### [Exercise materials]
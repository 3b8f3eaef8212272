/// The evaluator module executes AST nodes.
///
/// The evaluator traverses the AST, executes statements, evaluates
/// expressions over heap values, and maintains the variable
/// environment. It is the core execution engine of the interpreter.
///
/// # Responsibilities
/// - Executes statements in order and evaluates expressions left to
///   right.
/// - Keeps every intermediate value reachable across allocations, per
///   the collector's safety contract.
/// - Reports runtime faults such as division by zero or undefined
///   variables.
pub mod evaluator;
/// The heap module manages garbage-collected objects.
///
/// The heap owns every runtime value and reclaims unreachable ones
/// with a mark-and-sweep collector driven by allocation pressure.
/// Reachability starts from an explicit LIFO root stack.
///
/// # Responsibilities
/// - Allocates objects and hands out stable handles.
/// - Collects unreachable objects and adapts the collection threshold.
/// - Hosts the pinned singletons: booleans, small-int cache, type
///   objects.
pub mod heap;
/// The lexer module tokenizes source code for further parsing.
///
/// The lexer reads the normalized source text and produces a stream of
/// tokens, synthesizing the `NEWLINE`/`INDENT`/`DEDENT` tokens that
/// carry the language's significant indentation. This is the first
/// stage of interpretation.
///
/// # Responsibilities
/// - Converts the input byte stream into tokens with exact source
///   spans.
/// - Tracks the indentation stack and emits the virtual block tokens.
/// - Reports lexical errors with a static reason, one per run.
pub mod lexer;
/// The parser module builds the abstract syntax tree (AST) from
/// tokens.
///
/// The parser processes the token stream by recursive descent and
/// constructs an arena-allocated AST representing expressions and
/// statements. It stops at the first error.
///
/// # Responsibilities
/// - Converts tokens into structured AST nodes (expressions,
///   statements).
/// - Validates the grammar and reports diagnostics with exact spans.
/// - Enforces structural rules such as valid assignment targets.
pub mod parser;
/// The value module defines the runtime object model.
///
/// This module declares the heap object variants used during
/// execution (integers, booleans, strings, lists and their storage,
/// type objects, environment records) and the generic operations that
/// dispatch on the receiver's type.
///
/// # Responsibilities
/// - Defines the `Obj` enum and the type descriptors.
/// - Implements boolean conversion, element access and assignment,
///   and index checking with their fault messages.
/// - Provides the list and string primitives used by the evaluator.
pub mod value;
/// Core evaluation logic.
///
/// Contains the evaluation context, statement execution, expression
/// evaluation and the environment, all integrated with the collector's
/// rooting discipline.
pub mod core;

/// Binary operator evaluation.
///
/// Implements integer arithmetic with wrap-around, integer
/// comparisons, and string concatenation.
pub mod binary;

pub use self::core::evaluate;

### [Requirement]
Could you return exactly the stretch of the data above that starts at the line with "- Converts tokens" and ends at the line with "their fault messages.", both lines included?

### [Answer for the task]
/// - Converts tokens into structured AST nodes (expressions,
///   statements).
/// - Validates the grammar and reports diagnostics with exact spans.
/// - Enforces structural rules such as valid assignment targets.
pub mod parser;
/// The value module defines the runtime object model.
///
/// This module declares the heap object variants used during
/// execution (integers, booleans, strings, lists and their storage,
/// type objects, environment records) and the generic operations that
/// dispatch on the receiver's type.
///
/// # Responsibilities
/// - Defines the `Obj` enum and the type descriptors.
/// - Implements boolean conversion, element access and assignment,
///   and index checking with their fault messages.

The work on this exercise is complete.